**PROBLEM DETAILS:**
All lines in the data below carrying the string "false" are to be located and copied.

··········

//! Simulation parameters.

use crate::error::{QkdError, Result};
use serde::{Deserialize, Serialize};

/// Minimum number of emitted photons per run.
pub const MIN_PHOTONS: usize = 100;

/// Maximum number of emitted photons per run.
pub const MAX_PHOTONS: usize = 10_000_000;

/// Default operational QBER threshold (one-way BB84 limit ~= 11%).
pub const DEFAULT_QBER_THRESHOLD: f64 = 0.11;

/// Configuration for one BB84 run.
///
/// Immutable once validated. Construct with [`SimulationParameters::builder`]
/// or deserialize and call [`SimulationParameters::validate`]. When
/// deserializing, `photons` is required and every other field falls back to
/// its default.
#[derive(Debug, Clone, PartialEq, Serialize, Deserialize)]
pub struct SimulationParameters {
    /// Total photons Alice emits
    pub photons: usize,

    /// Fiber link length in km
    #[serde(default)]
    pub distance_km: f64,

    /// Fiber attenuation coefficient alpha in dB/km
    #[serde(default = "default_attenuation")]
    pub attenuation_db_per_km: f64,

    /// Independent bit-flip probability per measured photon
    #[serde(default)]
    pub noise: f64,

    /// Single-photon detector efficiency eta
    #[serde(default = "default_detector_efficiency")]
    pub detector_efficiency: f64,

    /// Whether Eve runs the intercept-resend attack
    #[serde(default)]
    pub eve_enabled: bool,

    /// Probability that Eve intercepts any given photon
    #[serde(default)]
    pub eve_probability: f64,

    /// Maximum tolerable QBER for a SECURE verdict
    #[serde(default = "default_qber_threshold")]
    pub qber_threshold: f64,

    /// Error-correction inefficiency f_EC (1.0 = Shannon limit)
    #[serde(default = "default_ec_efficiency")]
    pub ec_efficiency: f64,

    /// Seed for reproducibility (None = OS entropy)
    #[serde(default)]
    pub seed: Option<u64>,
}

fn default_attenuation() -> f64 {
    0.2
}

fn default_detector_efficiency() -> f64 {
    1.0
}

fn default_qber_threshold() -> f64 {
    DEFAULT_QBER_THRESHOLD
}

fn default_ec_efficiency() -> f64 {
    1.0
}

impl Default for SimulationParameters {
    fn default() -> Self {
        Self {
            photons: 10_000,
            distance_km: 0.0,
            attenuation_db_per_km: default_attenuation(),
            noise: 0.0,
            detector_efficiency: default_detector_efficiency(),
            eve_enabled: false,
            eve_probability: 0.0,
            qber_threshold: default_qber_threshold(),
            ec_efficiency: default_ec_efficiency(),
            seed: None,
        }
    }
}

impl SimulationParameters {
    /// Starts a builder with default values for everything but the photon count.
    pub fn builder(photons: usize) -> SimulationParametersBuilder {
        SimulationParametersBuilder {
            params: Self {
                photons,
                ..Default::default()
            },
        }
    }

    /// Checks every field against its documented range.
    pub fn validate(&self) -> Result<()> {
        if !(MIN_PHOTONS..=MAX_PHOTONS).contains(&self.photons) {
            return Err(QkdError::invalid(
                "photons",
                self.photons,
                "100 <= photons <= 10000000",
            ));
        }
        check_range("distance_km", self.distance_km, 0.0, 1000.0, "0 <= km <= 1000")?;
        check_range(
            "attenuation_db_per_km",
            self.attenuation_db_per_km,
            0.0,
            10.0,
            "0 <= dB/km <= 10",
        )?;
        check_range("noise", self.noise, 0.0, 0.5, "0 <= noise <= 0.5")?;
        if !(self.detector_efficiency > 0.0 && self.detector_efficiency <= 1.0) {
            return Err(QkdError::invalid(
                "detector_efficiency",
                self.detector_efficiency,
                "0 < eta <= 1",
            ));
        }
        check_range("eve_probability", self.eve_probability, 0.0, 1.0, "0 <= p <= 1")?;
        if !(self.qber_threshold > 0.0 && self.qber_threshold <= 0.5) {
            return Err(QkdError::invalid(
                "qber_threshold",
                self.qber_threshold,
                "0 < threshold <= 0.5",
            ));
        }
        check_range("ec_efficiency", self.ec_efficiency, 1.0, 2.0, "1 <= f_EC <= 2")?;
        Ok(())
    }

    /// Interception probability actually applied (0 when Eve is disabled).
    pub fn effective_eve_probability(&self) -> f64 {
        if self.eve_enabled {
            self.eve_probability
        } else {
            0.0
        }
    }
}

fn check_range(name: &'static str, value: f64, lo: f64, hi: f64, expected: &'static str) -> Result<()> {
    if (lo..=hi).contains(&value) {
        Ok(())
    } else {
        Err(QkdError::invalid(name, value, expected))
    }
}

/// Builder for [`SimulationParameters`].
#[derive(Debug, Clone)]
pub struct SimulationParametersBuilder {
    params: SimulationParameters,
}

impl SimulationParametersBuilder {
    /// Sets the link length in km.
    pub fn distance_km(mut self, km: f64) -> Self {
        self.params.distance_km = km;
        self
    }

    /// Sets the fiber attenuation in dB/km.
    pub fn attenuation(mut self, db_per_km: f64) -> Self {
        self.params.attenuation_db_per_km = db_per_km;
        self
    }

    /// Sets the bit-flip noise probability.
    pub fn noise(mut self, noise: f64) -> Self {
        self.params.noise = noise;
        self
    }

    /// Sets the detector efficiency eta.
    pub fn detector_efficiency(mut self, eta: f64) -> Self {
        self.params.detector_efficiency = eta;
        self
    }

    /// Enables Eve with the given interception probability.
    pub fn eve(mut self, probability: f64) -> Self {
        self.params.eve_enabled = true;
        self.params.eve_probability = probability;
        self
    }

    /// Turns the attack on or off without touching its probability.
    pub fn eve_enabled(mut self, enabled: bool) -> Self {
        self.params.eve_enabled = enabled;
        self
    }

    /// Sets the QBER threshold for a SECURE verdict.
    pub fn qber_threshold(mut self, threshold: f64) -> Self {
        self.params.qber_threshold = threshold;
        self
    }

    /// Sets the error-correction inefficiency f_EC.
    pub fn ec_efficiency(mut self, f_ec: f64) -> Self {
        self.params.ec_efficiency = f_ec;
        self
    }

    /// Sets the seed (None = OS entropy).
    pub fn seed(mut self, seed: Option<u64>) -> Self {
        self.params.seed = seed;
        self
    }

    /// Validates and returns the parameters.
    pub fn build(self) -> Result<SimulationParameters> {
        self.params.validate()?;
        Ok(self.params)
    }
}

#[cfg(test)]
mod tests {
    use super::*;

    #[test]
    fn test_builder_defaults() {
        let params = SimulationParameters::builder(1000).build().unwrap();

        assert_eq!(params.photons, 1000);
        assert_eq!(params.attenuation_db_per_km, 0.2);
        assert_eq!(params.qber_threshold, 0.11);
        assert_eq!(params.ec_efficiency, 1.0);
        assert!(!params.eve_enabled);
        assert_eq!(params.seed, None);
    }

    #[test]
    fn test_rejects_out_of_range() {
        assert!(SimulationParameters::builder(99).build().is_err());
        assert!(SimulationParameters::builder(MAX_PHOTONS + 1).build().is_err());
        assert!(SimulationParameters::builder(1000).distance_km(-1.0).build().is_err());
        assert!(SimulationParameters::builder(1000).attenuation(11.0).build().is_err());
        assert!(SimulationParameters::builder(1000).noise(0.51).build().is_err());
        assert!(SimulationParameters::builder(1000).detector_efficiency(0.0).build().is_err());
        assert!(SimulationParameters::builder(1000).eve(1.01).build().is_err());
        assert!(SimulationParameters::builder(1000).qber_threshold(0.0).build().is_err());
        assert!(SimulationParameters::builder(1000).ec_efficiency(0.9).build().is_err());
    }

    #[test]
    fn test_rejects_nan() {
        let err = SimulationParameters::builder(1000)
            .noise(f64::NAN)
            .build()
            .unwrap_err();
        assert!(matches!(err, QkdError::InvalidParameter { name: "noise", .. }));
        assert!(SimulationParameters::builder(1000)
            .detector_efficiency(f64::NAN)
            .build()
            .is_err());
    }

    #[test]
    fn test_effective_eve_probability() {
        let mut params = SimulationParameters::builder(1000).eve(0.5).build().unwrap();
        assert_eq!(params.effective_eve_probability(), 0.5);

        params.eve_enabled = false;
        assert_eq!(params.effective_eve_probability(), 0.0);
    }

    #[test]
    fn test_deserialize_partial_json() {
        let params: SimulationParameters =
            serde_json::from_str(r#"{"photons": 5000, "noise": 0.02, "seed": 7}"#).unwrap();

        assert_eq!(params.photons, 5000);
        assert_eq!(params.noise, 0.02);
        assert_eq!(params.seed, Some(7));
        assert_eq!(params.detector_efficiency, 1.0);
        assert_eq!(params.attenuation_db_per_km, 0.2);
        assert_eq!(params.qber_threshold, DEFAULT_QBER_THRESHOLD);
        assert!(params.validate().is_ok());
    }

    #[test]
    fn test_deserialize_requires_photons() {
        let err = serde_json::from_str::<SimulationParameters>(r#"{"distance_km": 50.0}"#)
            .unwrap_err();
        assert!(err.to_string().contains("photons"), "{}", err);
    }
}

··········

**EXERCISE SOLUTION:**
            eve_enabled: false,
        params.eve_enabled = false;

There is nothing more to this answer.